Record set:
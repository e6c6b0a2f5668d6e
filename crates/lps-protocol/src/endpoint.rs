/// HTTP endpoint paths for the LPS protocol.
pub mod endpoints {
    pub const HEALTH: &str = "/v1/health";
    pub const PAYLOADS: &str = "/v1/payloads";
    pub const PAYLOAD: &str = "/v1/payloads/:id";
    pub const PAYLOAD_BODY: &str = "/v1/payloads/:id/body";
    pub const METADATA: &str = "/v1/payloads/:id/metadata";
    pub const METADATA_ITEM: &str = "/v1/payloads/:id/metadata/:item_id";
    pub const DATA_REFERENCES: &str = "/v1/payloads/:id/data-references";
}

/// Header names.
pub mod headers {
    /// Hex ed25519 signature over the exact body bytes.
    pub const SIGNATURE: &str = "x-lps-signature";
    /// Set on body downloads to describe the stored representation.
    pub const BODY_STORAGE: &str = "x-lps-body-storage";
}

/// Query parameter names.
pub mod params {
    /// `true` turns on signing for this exchange only.
    pub const REQUIRE_SIGNATURE: &str = "requireSignature";
    pub const PARTITION_KEY: &str = "partitionKey";
    pub const CONTINUATION_TOKEN: &str = "continuationToken";
    pub const PROVIDED_ID: &str = "providedId";
    /// `true` returns overflow bodies in their stored encoding.
    pub const RAW: &str = "raw";
}

/// Health check response.
#[derive(Clone, Debug, PartialEq, serde::Serialize, serde::Deserialize)]
pub struct HealthResponse {
    pub status: String,
    pub version: String,
    pub protocol_version: u32,
}

impl Default for HealthResponse {
    fn default() -> Self {
        Self {
            status: "ok".into(),
            version: env!("CARGO_PKG_VERSION").into(),
            protocol_version: super::message::PROTOCOL_VERSION,
        }
    }
}
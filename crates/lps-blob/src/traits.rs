use async_trait::async_trait;
use bytes::Bytes;

use lps_types::AttachmentReference;

use crate::error::BlobResult;

/// Blob storage backend holding overflow payload bodies.
///
/// Blobs are addressed by [`AttachmentReference::attachment_id`] and hold the
/// exact wire bytes (after any content encoding). Backends never interpret
/// the encoding marker.
#[async_trait]
pub trait BlobStore: Send + Sync {
    async fn exists(&self, attachment: &AttachmentReference) -> BlobResult<bool>;

    /// Store `data` under the attachment id, replacing any previous bytes.
    async fn upload(&self, attachment: &AttachmentReference, data: Bytes) -> BlobResult<()>;

    /// Fetch the stored bytes. `NotFound` if absent.
    async fn get(&self, attachment: &AttachmentReference) -> BlobResult<Bytes>;

    /// Remove a blob. Returns `true` if it existed.
    async fn delete(&self, attachment: &AttachmentReference) -> BlobResult<bool>;
}
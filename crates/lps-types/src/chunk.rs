use std::fmt;

use serde::{Deserialize, Serialize};

/// Opaque cursor returned by a paged scan.
///
/// The contents are owned by the store backend that issued the token and
/// are never parsed or reformatted anywhere else. Some backends put escaped
/// JSON in here; it must survive every hop byte-for-byte.
#[derive(Clone, PartialEq, Eq, Hash, Serialize, Deserialize)]
#[serde(transparent)]
pub struct ContinuationToken(String);

impl ContinuationToken {
    pub fn new(raw: impl Into<String>) -> Self {
        Self(raw.into())
    }

    /// Treat `None` and empty strings alike: no further pages.
    pub fn from_optional(raw: Option<String>) -> Option<Self> {
        raw.filter(|s| !s.is_empty()).map(Self)
    }

    pub fn as_str(&self) -> &str {
        &self.0
    }

    pub fn into_string(self) -> String {
        self.0
    }
}

impl fmt::Debug for ContinuationToken {
    fn fmt(&self, f: &mut fmt::Formatter<'_>) -> fmt::Result {
        write!(f, "ContinuationToken({} bytes)", self.0.len())
    }
}

/// One page of a chunked read.
///
/// A `None` token means the traversal is complete.
#[derive(Clone, Debug, PartialEq, Serialize, Deserialize)]
#[serde(rename_all = "camelCase")]
pub struct DataChunk<T> {
    pub items: Vec<T>,
    #[serde(default, deserialize_with = "empty_token_is_none")]
    pub continuation_token: Option<ContinuationToken>,
}

impl<T> DataChunk<T> {
    pub fn new(items: Vec<T>, continuation_token: Option<ContinuationToken>) -> Self {
        Self {
            items,
            continuation_token,
        }
    }

    /// The final (or only) page.
    pub fn last(items: Vec<T>) -> Self {
        Self::new(items, None)
    }

    pub fn has_more(&self) -> bool {
        self.continuation_token.is_some()
    }

    pub fn map<U>(self, f: impl FnMut(T) -> U) -> DataChunk<U> {
        DataChunk {
            items: self.items.into_iter().map(f).collect(),
            continuation_token: self.continuation_token,
        }
    }
}

fn empty_token_is_none<'de, D>(deserializer: D) -> Result<Option<ContinuationToken>, D::Error>
where
    D: serde::Deserializer<'de>,
{
    let raw: Option<String> = Option::deserialize(deserializer)?;
    Ok(ContinuationToken::from_optional(raw))
}
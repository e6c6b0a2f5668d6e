use std::net::SocketAddr;
use std::path::PathBuf;

use clap::{Args, Parser, Subcommand};

#[derive(Parser)]
#[command(
    name = "lps",
    about = "Localization payload store: server and signing tools",
    version,
)]
pub struct Cli {
    #[command(subcommand)]
    pub command: Command,

    #[arg(long, global = true, default_value = "text")]
    pub format: OutputFormat,
}

#[derive(Clone, Copy, Debug, PartialEq, Eq, clap::ValueEnum)]
pub enum OutputFormat {
    Text,
    Json,
}

#[derive(Subcommand)]
pub enum Command {
    /// Start the payload server
    Serve(ServeArgs),
    /// Print the effective server configuration as TOML
    Config(ConfigArgs),
    /// Generate an Ed25519 key pair for signed exchanges
    Keygen,
    /// Sign the exact bytes of a file
    Sign(SignArgs),
    /// Verify a body signature against the exact bytes of a file
    Verify(VerifyArgs),
}

#[derive(Args)]
pub struct ServeArgs {
    /// TOML config file; defaults apply when absent
    #[arg(short, long)]
    pub config: Option<PathBuf>,
    /// Overrides `bind_addr` from the config
    #[arg(long)]
    pub bind: Option<SocketAddr>,
}

#[derive(Args)]
pub struct ConfigArgs {
    #[arg(short, long)]
    pub config: Option<PathBuf>,
}

#[derive(Args)]
pub struct SignArgs {
    /// Private key, hex-encoded
    #[arg(long, env = "LPS_SIGNING_KEY")]
    pub key: String,
    /// Encode the file before signing; the signature covers the encoded bytes
    #[arg(long)]
    pub encoding: Option<String>,
    /// Write the bytes that were signed here
    #[arg(short, long)]
    pub out: Option<PathBuf>,
    pub file: PathBuf,
}

#[derive(Args)]
pub struct VerifyArgs {
    /// Public key, hex-encoded
    #[arg(long)]
    pub public_key: String,
    #[arg(long)]
    pub signature: String,
    pub file: PathBuf,
}

#[cfg(test)]
mod tests {
    use super::*;

    #[test]
    fn parse_serve() {
        let cli = Cli::try_parse_from(["lps", "serve", "--config", "lps.toml", "--bind", "0.0.0.0:9000"])
            .unwrap();
        if let Command::Serve(args) = cli.command {
            assert_eq!(args.config, Some(PathBuf::from("lps.toml")));
            assert_eq!(args.bind.map(|a| a.port()), Some(9000));
        } else {
            panic!("wrong command");
        }
    }

    #[test]
    fn parse_keygen_json() {
        let cli = Cli::try_parse_from(["lps", "keygen", "--format", "json"]).unwrap();
        assert!(matches!(cli.command, Command::Keygen));
        assert_eq!(cli.format, OutputFormat::Json);
    }

    #[test]
    fn parse_sign() {
        let cli = Cli::try_parse_from(["lps", "sign", "--key", "ab", "--encoding", "zstd", "body.json"])
            .unwrap();
        if let Command::Sign(args) = cli.command {
            assert_eq!(args.key, "ab");
            assert_eq!(args.encoding.as_deref(), Some("zstd"));
            assert_eq!(args.file, PathBuf::from("body.json"));
        } else {
            panic!("wrong command");
        }
    }

    #[test]
    fn verify_requires_signature() {
        assert!(Cli::try_parse_from(["lps", "verify", "--public-key", "ab", "f"]).is_err());
    }

    #[test]
    fn bad_bind_is_rejected() {
        assert!(Cli::try_parse_from(["lps", "serve", "--bind", "nowhere"]).is_err());
    }
}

Problem details:
In the data above, find the line that contains "pub const METADATA_ITEM: &str" and the line that contains "their stored encoding.". Repeat exactly those lines and every line between them, and only those.

Solution to the exercise:
    pub const METADATA_ITEM: &str = "/v1/payloads/:id/metadata/:item_id";
    pub const DATA_REFERENCES: &str = "/v1/payloads/:id/data-references";
}

/// Header names.
pub mod headers {
    /// Hex ed25519 signature over the exact body bytes.
    pub const SIGNATURE: &str = "x-lps-signature";
    /// Set on body downloads to describe the stored representation.
    pub const BODY_STORAGE: &str = "x-lps-body-storage";
}

/// Query parameter names.
pub mod params {
    /// `true` turns on signing for this exchange only.
    pub const REQUIRE_SIGNATURE: &str = "requireSignature";
    pub const PARTITION_KEY: &str = "partitionKey";
    pub const CONTINUATION_TOKEN: &str = "continuationToken";
    pub const PROVIDED_ID: &str = "providedId";
    /// `true` returns overflow bodies in their stored encoding.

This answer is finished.